AMENDMENT TO THE SECOND AMENDED AND RESTATED SHAREHOLDER AGREEMENT AND WAIVER UNDER THE REGISTRATION RIGHTS AGREEMENT

EX-4.2 2 ex42.htm EX4.2 EX4.2


EXHIBIT 4.2

AMENDMENT TO THE
SECOND AMENDED AND RESTATED SHAREHOLDER AGREEMENT
AND
WAIVER UNDER THE REGISTRATION RIGHTS AGREEMENT

This Amendment to the Second Amended and Restated Shareholder Agreement and Waiver Under the Registration Rights Agreement (this “Amendment and Waiver”) is entered into by and among the Company and the Shareholders (each as defined below) and dated as of December 20, 2011.

Reference is made to that certain Second Amended and Restated Shareholder Agreement, dated as of August 11, 2009 (the “Shareholder Agreement”), and that certain Registration Rights Agreement, dated as of December 1, 2005 and as amended on August 21, 2008 (the “Registration Rights Agreement”), in each case, by and among:

1.
Avago Technologies Limited, a Singapore public limited company (together with its successors and permitted assigns, the “Company”);

2.
KKR Millennium Fund (Overseas), Limited Partnership, KKR European Fund, Limited Partnership, KKR European Fund II, Limited Partnership, and KKR Partners (International), Limited Partnership (collectively, and together with their respective Affiliates, “KKR”);

3.
Silver Lake Partners II Cayman, L.P. (“SLP Cayman”), Silver Lake Technology Investors II Cayman, L.P. (together with SLP Cayman and their respective Affiliates, “Silver Lake”);

4.
Seletar Investments Pte Ltd (“Seletar”);

5.
Geyser Investment Pte.
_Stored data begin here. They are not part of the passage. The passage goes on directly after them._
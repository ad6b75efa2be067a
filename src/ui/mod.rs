pub mod components;
pub mod layout;
pub mod screens;
pub mod theme;

pub use screens::render;
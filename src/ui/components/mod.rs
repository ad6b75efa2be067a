pub mod clock_face;
pub mod menu;
pub mod number_pad;
pub mod progress_bar;
pub mod result_card;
Ltd (“Geyser”);

6.
Capstone Equity Investors LLC (“Capstone”);

7.
Integral Capital Partners VII, L.P. (“Integral” and, together with Seletar and Geyser, the “Released Co-Investors”); and

8.
Avago Investment Partners, Limited Partnership (“AIP” and together with KKR, Silver Lake, Capstone and the Released Co-Investors, the “Shareholders”).

WHEREAS, the Company and Shareholders wish to amend the Shareholder Agreement to release the Released Co-Investors from certain of the restrictions and obligations contained therein and, accordingly, the Released Co-Investors have agreed to waive certain of their rights and privileges under the Registration Rights Agreement.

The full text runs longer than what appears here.